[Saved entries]
* * * * * * * * *

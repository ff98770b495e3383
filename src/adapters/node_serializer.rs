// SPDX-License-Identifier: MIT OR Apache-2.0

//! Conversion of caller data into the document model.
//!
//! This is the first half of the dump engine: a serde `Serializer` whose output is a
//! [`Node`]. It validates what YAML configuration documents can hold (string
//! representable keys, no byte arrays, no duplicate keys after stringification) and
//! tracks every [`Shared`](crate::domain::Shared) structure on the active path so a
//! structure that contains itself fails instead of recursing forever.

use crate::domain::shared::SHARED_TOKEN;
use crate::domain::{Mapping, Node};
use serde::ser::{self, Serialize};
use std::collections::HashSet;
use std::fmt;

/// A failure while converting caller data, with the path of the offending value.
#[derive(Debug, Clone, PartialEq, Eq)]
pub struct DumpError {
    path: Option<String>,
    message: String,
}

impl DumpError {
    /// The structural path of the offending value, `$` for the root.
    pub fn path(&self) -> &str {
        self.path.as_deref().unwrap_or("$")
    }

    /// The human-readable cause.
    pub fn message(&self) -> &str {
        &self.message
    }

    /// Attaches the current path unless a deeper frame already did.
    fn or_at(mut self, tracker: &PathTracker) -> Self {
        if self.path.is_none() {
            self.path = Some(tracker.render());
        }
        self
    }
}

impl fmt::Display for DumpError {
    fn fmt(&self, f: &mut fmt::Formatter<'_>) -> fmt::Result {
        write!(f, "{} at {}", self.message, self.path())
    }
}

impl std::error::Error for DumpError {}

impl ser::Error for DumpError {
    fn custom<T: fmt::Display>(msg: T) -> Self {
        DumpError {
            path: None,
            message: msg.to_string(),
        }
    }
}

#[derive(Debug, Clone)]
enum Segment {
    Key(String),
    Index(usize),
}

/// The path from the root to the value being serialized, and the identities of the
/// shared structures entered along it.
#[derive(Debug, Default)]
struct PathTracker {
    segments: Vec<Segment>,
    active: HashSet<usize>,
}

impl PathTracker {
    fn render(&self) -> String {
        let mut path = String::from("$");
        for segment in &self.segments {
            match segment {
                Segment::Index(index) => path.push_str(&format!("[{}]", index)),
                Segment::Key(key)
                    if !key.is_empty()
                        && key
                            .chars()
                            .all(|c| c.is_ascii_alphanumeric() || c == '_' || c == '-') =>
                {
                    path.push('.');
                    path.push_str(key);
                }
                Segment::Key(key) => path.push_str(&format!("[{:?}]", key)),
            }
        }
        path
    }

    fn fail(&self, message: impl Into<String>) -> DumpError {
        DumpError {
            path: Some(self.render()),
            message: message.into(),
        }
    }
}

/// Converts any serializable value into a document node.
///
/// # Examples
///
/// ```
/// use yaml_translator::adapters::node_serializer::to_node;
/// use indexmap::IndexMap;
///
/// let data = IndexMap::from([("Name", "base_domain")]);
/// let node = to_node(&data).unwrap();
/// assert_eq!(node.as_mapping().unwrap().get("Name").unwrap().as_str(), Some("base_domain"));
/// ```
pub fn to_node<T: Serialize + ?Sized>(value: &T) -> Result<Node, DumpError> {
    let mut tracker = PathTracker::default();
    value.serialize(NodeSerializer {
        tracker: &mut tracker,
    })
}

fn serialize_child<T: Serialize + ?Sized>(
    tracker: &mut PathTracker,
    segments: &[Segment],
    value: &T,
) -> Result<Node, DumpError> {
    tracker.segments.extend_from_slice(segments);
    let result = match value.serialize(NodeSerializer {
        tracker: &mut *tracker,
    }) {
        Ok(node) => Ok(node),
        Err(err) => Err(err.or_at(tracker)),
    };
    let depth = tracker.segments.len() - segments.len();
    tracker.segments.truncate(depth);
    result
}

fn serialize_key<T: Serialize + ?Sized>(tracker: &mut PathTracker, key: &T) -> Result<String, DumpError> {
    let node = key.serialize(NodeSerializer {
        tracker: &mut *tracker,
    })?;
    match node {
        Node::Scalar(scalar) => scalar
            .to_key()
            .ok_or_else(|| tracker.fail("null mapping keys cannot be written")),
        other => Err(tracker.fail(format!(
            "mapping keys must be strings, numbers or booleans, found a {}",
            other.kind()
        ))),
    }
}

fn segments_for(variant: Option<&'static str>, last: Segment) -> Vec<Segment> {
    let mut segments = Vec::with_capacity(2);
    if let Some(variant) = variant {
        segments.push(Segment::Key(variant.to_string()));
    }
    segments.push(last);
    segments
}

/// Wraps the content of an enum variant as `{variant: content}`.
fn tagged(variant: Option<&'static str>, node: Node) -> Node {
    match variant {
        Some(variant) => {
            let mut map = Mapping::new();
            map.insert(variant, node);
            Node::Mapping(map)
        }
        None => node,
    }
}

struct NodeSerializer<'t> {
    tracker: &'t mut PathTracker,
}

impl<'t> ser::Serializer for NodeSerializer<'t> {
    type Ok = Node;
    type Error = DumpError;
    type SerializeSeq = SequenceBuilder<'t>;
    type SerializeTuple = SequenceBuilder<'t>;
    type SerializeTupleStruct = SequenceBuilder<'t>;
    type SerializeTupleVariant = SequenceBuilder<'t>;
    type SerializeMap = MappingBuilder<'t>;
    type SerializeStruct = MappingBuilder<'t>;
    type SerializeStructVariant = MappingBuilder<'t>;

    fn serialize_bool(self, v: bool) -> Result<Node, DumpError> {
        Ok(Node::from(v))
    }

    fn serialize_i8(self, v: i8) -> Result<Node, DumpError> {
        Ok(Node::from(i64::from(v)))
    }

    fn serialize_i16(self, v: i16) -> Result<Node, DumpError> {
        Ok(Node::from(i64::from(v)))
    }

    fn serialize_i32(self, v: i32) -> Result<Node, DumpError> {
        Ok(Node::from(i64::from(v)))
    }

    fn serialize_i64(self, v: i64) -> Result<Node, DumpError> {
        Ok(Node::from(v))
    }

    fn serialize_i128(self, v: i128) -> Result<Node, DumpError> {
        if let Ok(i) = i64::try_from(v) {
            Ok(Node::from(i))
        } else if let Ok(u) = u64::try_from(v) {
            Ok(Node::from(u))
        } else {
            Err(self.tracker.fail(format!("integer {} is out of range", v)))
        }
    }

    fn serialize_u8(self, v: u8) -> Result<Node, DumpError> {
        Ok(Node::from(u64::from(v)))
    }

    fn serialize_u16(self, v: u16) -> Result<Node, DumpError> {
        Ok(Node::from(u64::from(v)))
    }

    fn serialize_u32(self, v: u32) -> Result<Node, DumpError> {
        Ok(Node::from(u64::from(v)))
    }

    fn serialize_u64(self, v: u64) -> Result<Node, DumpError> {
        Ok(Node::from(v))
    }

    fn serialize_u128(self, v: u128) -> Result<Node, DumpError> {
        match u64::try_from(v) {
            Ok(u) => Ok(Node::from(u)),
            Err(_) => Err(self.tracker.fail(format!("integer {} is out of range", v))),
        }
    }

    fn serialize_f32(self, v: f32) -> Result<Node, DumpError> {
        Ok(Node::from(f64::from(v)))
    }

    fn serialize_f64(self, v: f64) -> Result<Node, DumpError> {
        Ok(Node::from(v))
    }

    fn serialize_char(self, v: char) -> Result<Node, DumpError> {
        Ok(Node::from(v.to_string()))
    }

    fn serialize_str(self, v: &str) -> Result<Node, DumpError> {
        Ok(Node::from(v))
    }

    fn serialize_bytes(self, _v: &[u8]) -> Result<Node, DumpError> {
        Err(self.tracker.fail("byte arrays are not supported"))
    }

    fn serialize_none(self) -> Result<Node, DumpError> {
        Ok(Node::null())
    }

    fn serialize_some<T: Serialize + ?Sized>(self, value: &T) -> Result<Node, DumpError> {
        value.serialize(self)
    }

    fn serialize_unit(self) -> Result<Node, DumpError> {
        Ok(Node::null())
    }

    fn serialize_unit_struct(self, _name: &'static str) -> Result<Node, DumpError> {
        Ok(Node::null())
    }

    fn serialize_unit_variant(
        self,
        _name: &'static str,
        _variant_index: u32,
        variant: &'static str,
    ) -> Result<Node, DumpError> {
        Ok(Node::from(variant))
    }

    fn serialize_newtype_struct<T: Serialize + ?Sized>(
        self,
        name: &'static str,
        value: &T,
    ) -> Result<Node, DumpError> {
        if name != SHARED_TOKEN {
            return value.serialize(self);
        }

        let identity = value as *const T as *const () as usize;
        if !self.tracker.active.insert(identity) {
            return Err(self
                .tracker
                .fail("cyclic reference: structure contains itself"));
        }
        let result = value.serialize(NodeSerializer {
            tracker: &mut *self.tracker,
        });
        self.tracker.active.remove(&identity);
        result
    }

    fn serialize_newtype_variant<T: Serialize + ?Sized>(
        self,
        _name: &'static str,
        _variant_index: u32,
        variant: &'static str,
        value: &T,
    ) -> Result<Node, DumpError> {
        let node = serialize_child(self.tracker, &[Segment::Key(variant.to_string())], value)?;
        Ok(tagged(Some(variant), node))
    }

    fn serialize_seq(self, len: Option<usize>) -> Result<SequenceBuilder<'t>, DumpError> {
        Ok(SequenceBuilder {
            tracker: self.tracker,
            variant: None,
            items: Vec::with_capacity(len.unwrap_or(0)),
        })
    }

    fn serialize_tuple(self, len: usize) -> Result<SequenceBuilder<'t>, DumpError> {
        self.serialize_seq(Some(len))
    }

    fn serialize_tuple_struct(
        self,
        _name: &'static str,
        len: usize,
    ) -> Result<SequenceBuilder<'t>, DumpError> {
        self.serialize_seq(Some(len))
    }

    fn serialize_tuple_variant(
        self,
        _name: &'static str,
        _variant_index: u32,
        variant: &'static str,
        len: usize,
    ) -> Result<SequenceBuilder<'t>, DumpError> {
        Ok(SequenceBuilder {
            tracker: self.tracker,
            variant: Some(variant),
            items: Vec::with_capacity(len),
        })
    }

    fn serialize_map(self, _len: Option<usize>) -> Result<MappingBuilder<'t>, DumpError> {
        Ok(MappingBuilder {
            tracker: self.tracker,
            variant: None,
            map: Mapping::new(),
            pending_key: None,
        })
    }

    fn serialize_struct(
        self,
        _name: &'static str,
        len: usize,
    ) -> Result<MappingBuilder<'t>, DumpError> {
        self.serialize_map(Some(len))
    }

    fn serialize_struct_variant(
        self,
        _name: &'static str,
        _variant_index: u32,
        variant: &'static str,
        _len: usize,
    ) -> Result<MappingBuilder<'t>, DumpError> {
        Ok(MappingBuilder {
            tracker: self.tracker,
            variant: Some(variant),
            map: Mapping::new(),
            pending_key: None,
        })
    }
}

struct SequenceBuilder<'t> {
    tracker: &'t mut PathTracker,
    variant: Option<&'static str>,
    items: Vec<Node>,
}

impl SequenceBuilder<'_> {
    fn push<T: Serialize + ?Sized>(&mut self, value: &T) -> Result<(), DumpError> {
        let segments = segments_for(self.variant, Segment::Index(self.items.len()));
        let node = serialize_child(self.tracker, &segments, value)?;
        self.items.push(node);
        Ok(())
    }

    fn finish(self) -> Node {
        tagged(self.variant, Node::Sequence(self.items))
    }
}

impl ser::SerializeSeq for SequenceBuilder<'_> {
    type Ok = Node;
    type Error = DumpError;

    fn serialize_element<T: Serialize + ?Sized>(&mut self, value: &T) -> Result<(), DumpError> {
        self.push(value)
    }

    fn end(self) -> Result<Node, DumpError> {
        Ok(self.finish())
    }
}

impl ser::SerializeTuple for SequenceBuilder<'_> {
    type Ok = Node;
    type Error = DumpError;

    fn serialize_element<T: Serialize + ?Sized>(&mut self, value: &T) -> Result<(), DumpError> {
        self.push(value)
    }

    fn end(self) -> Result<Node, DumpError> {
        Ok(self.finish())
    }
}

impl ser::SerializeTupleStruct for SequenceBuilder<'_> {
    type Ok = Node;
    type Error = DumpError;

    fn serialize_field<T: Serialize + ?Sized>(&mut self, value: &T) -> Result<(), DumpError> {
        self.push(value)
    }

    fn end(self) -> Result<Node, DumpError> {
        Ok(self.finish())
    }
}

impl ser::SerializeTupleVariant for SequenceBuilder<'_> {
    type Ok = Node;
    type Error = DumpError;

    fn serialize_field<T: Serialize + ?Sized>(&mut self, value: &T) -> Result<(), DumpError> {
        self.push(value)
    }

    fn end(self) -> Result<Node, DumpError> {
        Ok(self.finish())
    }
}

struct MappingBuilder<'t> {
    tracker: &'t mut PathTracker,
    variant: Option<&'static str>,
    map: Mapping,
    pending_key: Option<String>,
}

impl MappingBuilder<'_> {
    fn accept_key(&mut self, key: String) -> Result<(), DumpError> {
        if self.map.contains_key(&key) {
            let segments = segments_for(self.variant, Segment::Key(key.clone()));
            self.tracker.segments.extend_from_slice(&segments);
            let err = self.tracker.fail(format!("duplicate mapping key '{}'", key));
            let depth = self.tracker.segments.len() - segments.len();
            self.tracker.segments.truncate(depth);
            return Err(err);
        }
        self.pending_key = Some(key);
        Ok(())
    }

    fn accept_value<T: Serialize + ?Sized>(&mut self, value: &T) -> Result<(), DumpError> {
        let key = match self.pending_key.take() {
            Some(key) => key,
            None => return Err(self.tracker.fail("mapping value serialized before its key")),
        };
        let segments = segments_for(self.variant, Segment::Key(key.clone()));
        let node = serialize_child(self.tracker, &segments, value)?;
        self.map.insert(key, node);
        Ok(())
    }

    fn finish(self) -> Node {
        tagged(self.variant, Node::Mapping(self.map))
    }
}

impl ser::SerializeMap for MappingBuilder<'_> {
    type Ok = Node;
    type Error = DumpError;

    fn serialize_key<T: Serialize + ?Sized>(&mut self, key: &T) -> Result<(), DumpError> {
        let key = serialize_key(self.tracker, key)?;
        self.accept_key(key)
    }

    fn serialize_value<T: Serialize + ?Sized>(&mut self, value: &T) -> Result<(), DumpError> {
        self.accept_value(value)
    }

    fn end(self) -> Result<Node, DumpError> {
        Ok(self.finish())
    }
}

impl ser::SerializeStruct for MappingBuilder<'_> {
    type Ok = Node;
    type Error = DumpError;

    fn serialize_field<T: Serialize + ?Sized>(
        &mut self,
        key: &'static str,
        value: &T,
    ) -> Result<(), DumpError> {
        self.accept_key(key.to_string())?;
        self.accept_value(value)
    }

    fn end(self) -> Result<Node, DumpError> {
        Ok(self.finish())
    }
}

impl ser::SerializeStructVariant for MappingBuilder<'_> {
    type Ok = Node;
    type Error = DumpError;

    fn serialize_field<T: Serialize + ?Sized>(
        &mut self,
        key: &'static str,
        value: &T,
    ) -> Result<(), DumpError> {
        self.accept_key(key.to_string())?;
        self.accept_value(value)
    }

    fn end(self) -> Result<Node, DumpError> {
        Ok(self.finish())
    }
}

* * * * * * * * *

**Exercise directions**. Copy every line of the data that carries the word "crate".

**Task response**.
//! tracks every [`Shared`](crate::domain::Shared) structure on the active path so a
use crate::domain::shared::SHARED_TOKEN;
use crate::domain::{Mapping, Node};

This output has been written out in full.